▶ Exercise description
Filter the entries below down to the lines that hold "cancel".
(Provided information begins)
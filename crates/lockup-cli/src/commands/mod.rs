// crates/lockup-cli/src/commands/mod.rs
//
// Command module declarations for the lockup CLI, and the ledger handle
// every command runs against.

pub mod admin;
pub mod lifecycle;
pub mod query;

use std::fs;
use std::path::Path;
use std::sync::Arc;

use lockup_core::{Clock, LedgerView, TimeIndex};
use lockup_economics::{Collaborators, ConfiguredPolicy, LedgerEvent, LockupEngine, ManualClock, StaticRegistry};
use lockup_store::{RocksStore, RocksToken};

use crate::config::LockupConfig;
use crate::error::CliError;
use crate::output::{emit, FieldRow, OutputFormat};

/// The opened ledger: engine, token book, and the clock it reads.
pub struct Ledger {
    pub engine: LockupEngine<Arc<RocksStore>>,
    pub token: Arc<RocksToken>,
    pub clock: Arc<ManualClock>,
}

impl Ledger {
    /// Block the clock currently reads.
    pub fn clock_block(&self) -> TimeIndex {
        self.clock.now()
    }
}

/// Open the ledger database and wire the collaborators from `config`.
///
/// The clock reads `block` when given, otherwise the last committed
/// emission block (or the genesis block on a fresh ledger).
pub fn open(config: &LockupConfig, block: Option<TimeIndex>) -> Result<Ledger, CliError> {
    let path = config.ledger_path();
    if let Some(parent) = Path::new(&path).parent() {
        fs::create_dir_all(parent)?;
    }
    let store = Arc::new(RocksStore::open(&path)?);
    let token = Arc::new(RocksToken::new(store.clone(), config.token.max_supply));
    let policy = ConfiguredPolicy::new(
        config.policy.max_emission_rate,
        config.policy.lockup_duration,
        config.policy.holder_share_bps,
    )?;

    let now = match block {
        Some(block) => block,
        None => store
            .emission()?
            .last_emission_block
            .unwrap_or(config.genesis_block),
    };
    let clock = Arc::new(ManualClock::new(now));
    let registry = StaticRegistry::new(config.registered_pools.iter().copied());
    tracing::debug!(path = %path, block = now, pools = registry.pool_count(), "Opened ledger");

    let collaborators = Collaborators {
        registry: Arc::new(registry),
        policy: Arc::new(policy),
        token: token.clone(),
        clock: clock.clone(),
    };
    Ok(Ledger {
        engine: LockupEngine::new(store, collaborators, config.genesis_block),
        token,
        clock,
    })
}

/// Print a committed event.
pub fn print_event(format: OutputFormat, event: &LedgerEvent) {
    let rows = vec![FieldRow::new("event", event.name()), FieldRow::new("detail", event)];
    emit(format, &rows, event);
}
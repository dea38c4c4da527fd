// crates/lockup-core/src/types.rs
//
// Identifiers and scalar aliases shared by every crate.

use std::fmt;
use std::str::FromStr;

use serde::{Deserialize, Deserializer, Serialize, Serializer};

use crate::error::LockupError;

/// Token amount in the smallest unit.
pub type Amount = u128;

/// Monotonic time index supplied by the host (block height).
pub type TimeIndex = u64;

/// A 20-byte account or pool address, rendered as `0x`-prefixed hex.
///
/// Pools and stakers share the same address space: a pool's address doubles
/// as the escrow account that holds its staked tokens.
#[derive(Clone, Copy, Default, PartialEq, Eq, PartialOrd, Ord, Hash)]
pub struct Address(pub [u8; 20]);

impl Address {
    /// An address with every byte set to `byte`. Handy in tests and fixtures.
    pub const fn repeat_byte(byte: u8) -> Self {
        Address([byte; 20])
    }

    pub fn to_hex(&self) -> String {
        format!("0x{}", hex::encode(self.0))
    }
}

impl fmt::Display for Address {
    fn fmt(&self, f: &mut fmt::Formatter<'_>) -> fmt::Result {
        f.write_str(&self.to_hex())
    }
}

impl fmt::Debug for Address {
    fn fmt(&self, f: &mut fmt::Formatter<'_>) -> fmt::Result {
        write!(f, "Address({})", self.to_hex())
    }
}

impl FromStr for Address {
    type Err = LockupError;

    fn from_str(s: &str) -> Result<Self, Self::Err> {
        let digits = s.strip_prefix("0x").unwrap_or(s);
        let bytes = hex::decode(digits)
            .map_err(|e| LockupError::InvalidArgument(format!("address {:?} is not hex: {}", s, e)))?;
        let array: [u8; 20] = bytes.try_into().map_err(|b: Vec<u8>| {
            LockupError::InvalidArgument(format!(
                "address {:?} has {} bytes, expected 20",
                s,
                b.len()
            ))
        })?;
        Ok(Address(array))
    }
}

impl Serialize for Address {
    fn serialize<S: Serializer>(&self, serializer: S) -> Result<S::Ok, S::Error> {
        serializer.serialize_str(&self.to_hex())
    }
}

impl<'de> Deserialize<'de> for Address {
    fn deserialize<D: Deserializer<'de>>(deserializer: D) -> Result<Self, D::Error> {
        let s = String::deserialize(deserializer)?;
        s.parse().map_err(serde::de::Error::custom)
    }
}

/// Key of a pool accumulator entry.
///
/// `All` is the reserved sentinel for the protocol-wide aggregate; its
/// stake unit is always the sum of every per-pool unit.
#[derive(Debug, Clone, Copy, PartialEq, Eq, PartialOrd, Ord, Hash, Serialize, Deserialize)]
pub enum PoolKey {
    All,
    Pool(Address),
}

impl PoolKey {
    /// Compact tag used in storage keys: `all` or the pool's hex address.
    pub fn storage_tag(&self) -> String {
        match self {
            PoolKey::All => "all".to_string(),
            PoolKey::Pool(address) => address.to_hex(),
        }
    }
}

impl From<Address> for PoolKey {
    fn from(address: Address) -> Self {
        PoolKey::Pool(address)
    }
}

impl fmt::Display for PoolKey {
    fn fmt(&self, f: &mut fmt::Formatter<'_>) -> fmt::Result {
        match self {
            PoolKey::All => f.write_str("all pools"),
            PoolKey::Pool(address) => write!(f, "pool {}", address),
        }
    }
}
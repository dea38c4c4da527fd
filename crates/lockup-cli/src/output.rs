// crates/lockup-cli/src/output.rs
//
// Output formatting utilities for the lockup CLI.
// Supports table and JSON output modes.

use serde::Serialize;
use tabled::{Table, Tabled};

/// Output format for CLI commands.
#[derive(Debug, Clone, Copy, PartialEq, Eq)]
pub enum OutputFormat {
    /// Pretty-printed table output (default).
    Table,
    /// JSON output for machine consumption.
    Json,
}

impl OutputFormat {
    pub fn from_json_flag(json: bool) -> Self {
        if json {
            OutputFormat::Json
        } else {
            OutputFormat::Table
        }
    }
}

/// Format a slice of Tabled items as a table string.
pub fn format_table<T: Tabled>(data: &[T]) -> String {
    Table::new(data).to_string()
}

/// Format a serializable value as a pretty-printed JSON string.
pub fn format_json<T: Serialize>(data: &T) -> String {
    serde_json::to_string_pretty(data).unwrap_or_else(|e| format!("JSON serialization error: {}", e))
}

/// Print `rows` as a table, or `value` as JSON.
pub fn emit<T: Tabled, V: Serialize>(format: OutputFormat, rows: &[T], value: &V) {
    match format {
        OutputFormat::Table => println!("{}", format_table(rows)),
        OutputFormat::Json => println!("{}", format_json(value)),
    }
}

/// A two-column key/value row.
#[derive(Tabled)]
pub struct FieldRow {
    #[tabled(rename = "Field")]
    pub field: &'static str,
    #[tabled(rename = "Value")]
    pub value: String,
}

impl FieldRow {
    pub fn new(field: &'static str, value: impl ToString) -> Self {
        Self {
            field,
            value: value.to_string(),
        }
    }
}
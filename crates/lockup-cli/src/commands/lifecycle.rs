// crates/lockup-cli/src/commands/lifecycle.rs
//
// `lockup {stake, cancel, release, withdraw-interest, refresh-emission}`:
// the mutating ledger operations. Each prints the committed event.

use clap::Args;

use lockup_core::{Address, Amount};

use super::{print_event, Ledger};
use crate::error::CliError;
use crate::output::OutputFormat;

/// Identifies one staker's position in one pool.
#[derive(Args, Debug, Clone)]
pub struct PositionArgs {
    /// Pool address (hex).
    #[arg(long)]
    pub pool: Address,
    /// Staker address (hex).
    #[arg(long)]
    pub staker: Address,
}

pub fn stake(ledger: &Ledger, position: &PositionArgs, amount: Amount, format: OutputFormat) -> Result<(), CliError> {
    let event = ledger.engine.stake(&position.pool, &position.staker, amount)?;
    print_event(format, &event);
    Ok(())
}

pub fn cancel(ledger: &Ledger, position: &PositionArgs, format: OutputFormat) -> Result<(), CliError> {
    let event = ledger.engine.cancel(&position.pool, &position.staker)?;
    print_event(format, &event);
    Ok(())
}

pub fn release(ledger: &Ledger, position: &PositionArgs, format: OutputFormat) -> Result<(), CliError> {
    let event = ledger
        .engine
        .release_and_withdraw(&position.pool, &position.staker)?;
    print_event(format, &event);
    Ok(())
}

pub fn withdraw_interest(ledger: &Ledger, position: &PositionArgs, format: OutputFormat) -> Result<(), CliError> {
    let event = ledger
        .engine
        .withdraw_interest(&position.pool, &position.staker)?;
    print_event(format, &event);
    Ok(())
}

pub fn refresh_emission(ledger: &Ledger, format: OutputFormat) -> Result<(), CliError> {
    let event = ledger.engine.refresh_emission()?;
    print_event(format, &event);
    Ok(())
}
(Provided information ends)
▶ Answer
// `lockup {stake, cancel, release, withdraw-interest, refresh-emission}`:
pub fn cancel(ledger: &Ledger, position: &PositionArgs, format: OutputFormat) -> Result<(), CliError> {
    let event = ledger.engine.cancel(&position.pool, &position.staker)?;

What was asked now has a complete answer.